Using the method of cylindrical shells, the volume of the solid obtained by rotating the region bounded by the curves xy = 8, x = 0, y = 8, and y = 10 about the x-axis is 400π cubic units.
To find the volume of the solid obtained by rotating the region bounded by the curves xy = 8, x = 0, y = 8, and y = 10 about the x-axis, we can use the method of cylindrical shells. This method involves integrating the circumference of each shell multiplied by its height to obtain the volume.
1. Determine the limits of integration:
- Since the region is bounded by x = 0 and xy = 8, we need to find the x-values where the two curves intersect.
- Solving xy = 8 for x, we get x = 8/y.
- Setting this equal to x = 0, we find y = 0. Therefore, the lower limit of integration is y = 0.

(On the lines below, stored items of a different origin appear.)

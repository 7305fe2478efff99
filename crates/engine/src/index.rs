//! Multi-dimensional lookup over one scan's call records.
//!
//! The index buckets records by method and by target in a single pass and
//! keeps the distinct name sets so pattern queries resolve against names
//! instead of scanning every record. It is read-only after [`CallIndex::build`]
//! and holds borrowed views into the record slice, never copies.

use std::collections::{BTreeSet, HashMap, HashSet};
use std::fmt;

use ir::CallRecord;
use regex::Regex;
use tracing::debug;

#[derive(Debug, Clone)]
/// One dimension of a call query: a single identifier, a set of
/// identifiers, or a pattern expanded against the distinct-name sets.
pub enum Selector {
    Literal(String),
    AnyOf(Vec<String>),
    Pattern(Regex),
}

impl Selector {
    pub fn literal(name: impl Into<String>) -> Self {
        Selector::Literal(name.into())
    }

    pub fn any_of<I, S>(names: I) -> Self
    where
        I: IntoIterator<Item = S>,
        S: Into<String>,
    {
        Selector::AnyOf(names.into_iter().map(Into::into).collect())
    }

    pub fn pattern(pattern: Regex) -> Self {
        Selector::Pattern(pattern)
    }

    /// Tests a single stringified identifier against this selector.
    fn matches(&self, name: &str) -> bool {
        match self {
            Selector::Literal(literal) => literal == name,
            Selector::AnyOf(names) => names.iter().any(|n| n == name),
            Selector::Pattern(pattern) => pattern.is_match(name),
        }
    }
}

#[derive(Debug, Clone, Default)]
/// Receiver constraint of a query. [`TargetFilter::Any`] places no
/// constraint; [`TargetFilter::NoReceiver`] keeps only receiver-less calls,
/// which is distinct from not caring about the receiver.
pub enum TargetFilter {
    #[default]
    Any,
    NoReceiver,
    Is(Selector),
}

#[derive(Debug, Clone, Default)]
/// Transient request describing which records to retrieve. Constructed
/// fresh per query and never mutated by the index.
pub struct CallQuery {
    pub target: TargetFilter,
    pub method: Option<Selector>,
    /// Match the target against the first link of the receiver chain
    /// instead of the receiver itself.
    pub chained: bool,
    /// Include calls that are arguments of other indexed calls.
    pub nested: bool,
}

#[derive(Debug, Clone, Copy, PartialEq, Eq)]
/// Diagnostic attached to a degenerate query. The index never logs or
/// aborts; the caller decides whether and how to surface this.
pub enum QueryDiagnostic {
    /// Neither a target nor a method was supplied on a non-chained query.
    MissingCriteria,
}

impl fmt::Display for QueryDiagnostic {
    fn fmt(&self, f: &mut fmt::Formatter<'_>) -> fmt::Result {
        match self {
            QueryDiagnostic::MissingCriteria => {
                write!(f, "call query supplied neither a target nor a method")
            }
        }
    }
}

#[derive(Debug, Default)]
/// Result of one query: matched records in index order plus an optional
/// diagnostic.
pub struct QueryOutcome<'a> {
    pub calls: Vec<&'a CallRecord>,
    pub diagnostic: Option<QueryDiagnostic>,
}

impl<'a> QueryOutcome<'a> {
    fn matched(calls: Vec<&'a CallRecord>) -> Self {
        Self {
            calls,
            diagnostic: None,
        }
    }

    fn invalid(diagnostic: QueryDiagnostic) -> Self {
        Self {
            calls: Vec::new(),
            diagnostic: Some(diagnostic),
        }
    }
}

/// Read-only lookup structures over one scan's call records.
pub struct CallIndex<'a> {
    calls_by_method: HashMap<&'a str, Vec<&'a CallRecord>>,
    calls_by_target: HashMap<&'a str, Vec<&'a CallRecord>>,
    /// Receiver-less calls, bucketed apart from named targets.
    no_target: Vec<&'a CallRecord>,
    /// Distinct name sets, ordered so pattern expansion is deterministic.
    methods: BTreeSet<&'a str>,
    targets: BTreeSet<&'a str>,
}

impl<'a> CallIndex<'a> {
    /// Indexes `records` in a single pass, preserving insertion order
    /// within every bucket.
    pub fn build(records: &'a [CallRecord]) -> Self {
        let mut index = CallIndex {
            calls_by_method: HashMap::new(),
            calls_by_target: HashMap::new(),
            no_target: Vec::new(),
            methods: BTreeSet::new(),
            targets: BTreeSet::new(),
        };

        for record in records {
            index.methods.insert(record.method.as_str());
            index
                .calls_by_method
                .entry(record.method.as_str())
                .or_default()
                .push(record);
            match record.target.as_deref() {
                Some(target) => {
                    index.targets.insert(target);
                    index
                        .calls_by_target
                        .entry(target)
                        .or_default()
                        .push(record);
                }
                None => index.no_target.push(record),
            }
        }

        debug!(
            records = records.len(),
            methods = index.methods.len(),
            targets = index.targets.len(),
            "call index built"
        );
        index
    }

    /// Resolves a structured query into the matching records, in index
    /// order. Pure with respect to index state and repeatable.
    ///
    /// Degenerate queries never abort: an unknown literal or a pattern
    /// matching no distinct name contributes an empty set, and a query
    /// naming no dimension at all returns empty calls with a
    /// [`QueryDiagnostic`] attached.
    pub fn find_calls(&self, query: &CallQuery) -> QueryOutcome<'a> {
        if query.chained {
            return QueryOutcome::matched(self.find_chain(query));
        }

        let calls = match (&query.target, &query.method) {
            // Both dimensions are literal arrays: look up the smaller side,
            // scan-filter by the larger. Internal heuristic only; the
            // observable result is the same either way.
            (
                TargetFilter::Is(target @ Selector::AnyOf(targets)),
                Some(method @ Selector::AnyOf(methods)),
            ) => {
                if targets.len() > methods.len() {
                    filter_by_target(self.calls_by_method(method), target)
                } else {
                    filter_by_method(self.calls_by_target(target), method)
                }
            }
            (TargetFilter::Is(target), Some(method)) => {
                filter_by_method(self.calls_by_target(target), method)
            }
            (TargetFilter::Is(target), None) => self.calls_by_target(target),
            (TargetFilter::NoReceiver, Some(method)) => self
                .calls_by_method(method)
                .into_iter()
                .filter(|call| call.target.is_none())
                .collect(),
            (TargetFilter::NoReceiver, None) => self.no_target.clone(),
            (TargetFilter::Any, Some(method)) => self.calls_by_method(method),
            (TargetFilter::Any, None) => {
                return QueryOutcome::invalid(QueryDiagnostic::MissingCriteria);
            }
        };

        // Calls that are arguments of other indexed calls are dropped unless
        // explicitly requested, so a check matching both a call and its
        // containing call reports it once.
        let calls = if query.nested {
            calls
        } else {
            filter_nested(calls)
        };

        QueryOutcome::matched(calls)
    }

    fn find_chain(&self, query: &CallQuery) -> Vec<&'a CallRecord> {
        let Some(method) = &query.method else {
            return Vec::new();
        };
        let calls = self.calls_by_method(method);

        match &query.target {
            TargetFilter::Any => calls
                .into_iter()
                .filter(|call| !call.chain.is_empty())
                .collect(),
            // Chain links are always identifiers; an explicit no-receiver
            // filter can never match a first link.
            TargetFilter::NoReceiver => Vec::new(),
            TargetFilter::Is(selector) => calls
                .into_iter()
                .filter(|call| {
                    call.chain
                        .first()
                        .is_some_and(|link| selector.matches(link))
                })
                .collect(),
        }
    }

    fn calls_by_method(&self, selector: &Selector) -> Vec<&'a CallRecord> {
        match selector {
            Selector::Literal(name) => self.method_bucket(name),
            Selector::AnyOf(names) => self.union_methods(names.iter().map(String::as_str)),
            Selector::Pattern(pattern) => {
                match resolve_pattern(&self.methods, pattern).as_slice() {
                    [] => Vec::new(),
                    [name] => self.method_bucket(name),
                    names => self.union_methods(names.iter().copied()),
                }
            }
        }
    }

    fn calls_by_target(&self, selector: &Selector) -> Vec<&'a CallRecord> {
        match selector {
            Selector::Literal(name) => self.target_bucket(name),
            Selector::AnyOf(names) => self.union_targets(names.iter().map(String::as_str)),
            Selector::Pattern(pattern) => {
                match resolve_pattern(&self.targets, pattern).as_slice() {
                    [] => Vec::new(),
                    [name] => self.target_bucket(name),
                    names => self.union_targets(names.iter().copied()),
                }
            }
        }
    }

    fn method_bucket(&self, name: &str) -> Vec<&'a CallRecord> {
        self.calls_by_method.get(name).cloned().unwrap_or_default()
    }

    fn target_bucket(&self, name: &str) -> Vec<&'a CallRecord> {
        self.calls_by_target.get(name).cloned().unwrap_or_default()
    }

    fn union_methods<'n>(&self, names: impl Iterator<Item = &'n str>) -> Vec<&'a CallRecord> {
        let mut calls = Vec::new();
        for name in names {
            if let Some(bucket) = self.calls_by_method.get(name) {
                calls.extend_from_slice(bucket);
            }
        }
        calls
    }

    fn union_targets<'n>(&self, names: impl Iterator<Item = &'n str>) -> Vec<&'a CallRecord> {
        let mut calls = Vec::new();
        for name in names {
            if let Some(bucket) = self.calls_by_target.get(name) {
                calls.extend_from_slice(bucket);
            }
        }
        calls
    }
}

/// Expands a pattern against a distinct-name set. The set is small compared
/// to the record sequence, so a selective pattern avoids a full scan.
fn resolve_pattern<'a>(names: &BTreeSet<&'a str>, pattern: &Regex) -> Vec<&'a str> {
    names
        .iter()
        .copied()
        .filter(|name| pattern.is_match(name))
        .collect()
}

fn filter_by_method<'a>(calls: Vec<&'a CallRecord>, selector: &Selector) -> Vec<&'a CallRecord> {
    match selector {
        Selector::AnyOf(names) => {
            let names: HashSet<&str> = names.iter().map(String::as_str).collect();
            calls
                .into_iter()
                .filter(|call| names.contains(call.method.as_str()))
                .collect()
        }
        _ => calls
            .into_iter()
            .filter(|call| selector.matches(&call.method))
            .collect(),
    }
}

fn filter_by_target<'a>(calls: Vec<&'a CallRecord>, selector: &Selector) -> Vec<&'a CallRecord> {
    match selector {
        Selector::AnyOf(names) => {
            let names: HashSet<&str> = names.iter().map(String::as_str).collect();
            calls
                .into_iter()
                .filter(|call| call.target.as_deref().is_some_and(|t| names.contains(t)))
                .collect()
        }
        _ => calls
            .into_iter()
            .filter(|call| call.target.as_deref().is_some_and(|t| selector.matches(t)))
            .collect(),
    }
}

fn filter_nested(calls: Vec<&CallRecord>) -> Vec<&CallRecord> {
    calls.into_iter().filter(|call| !call.nested).collect()
}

- To find the upper limit of integration, we set xy = 8 equal to y = 10 and solve for x: 10x = 8, x = 8/10 = 0.8. Therefore, the upper limit of integration is x = 0.8.
2. Set up the integral:
- The circumference of each shell is given by 2πr, where r is the distance from the x-axis to the curve xy = 8.
- Since r = y, the circumference is 2πy.
- The height of each shell is given by the difference in y-values, which is y = 10 - 8 = 2.
- Therefore, the integral for the volume is ∫(2πy)(2) dy, integrated from y = 0 to y = 10.
3. Evaluate the integral:
- Integrating ∫(2πy)(2) dy from y = 0 to y = 10 gives the volume V = ∫4πy dy evaluated from 0 to 10.
- Evaluating the integral, we get V = 4π(10^2 - 0^2) = 400π cubic units.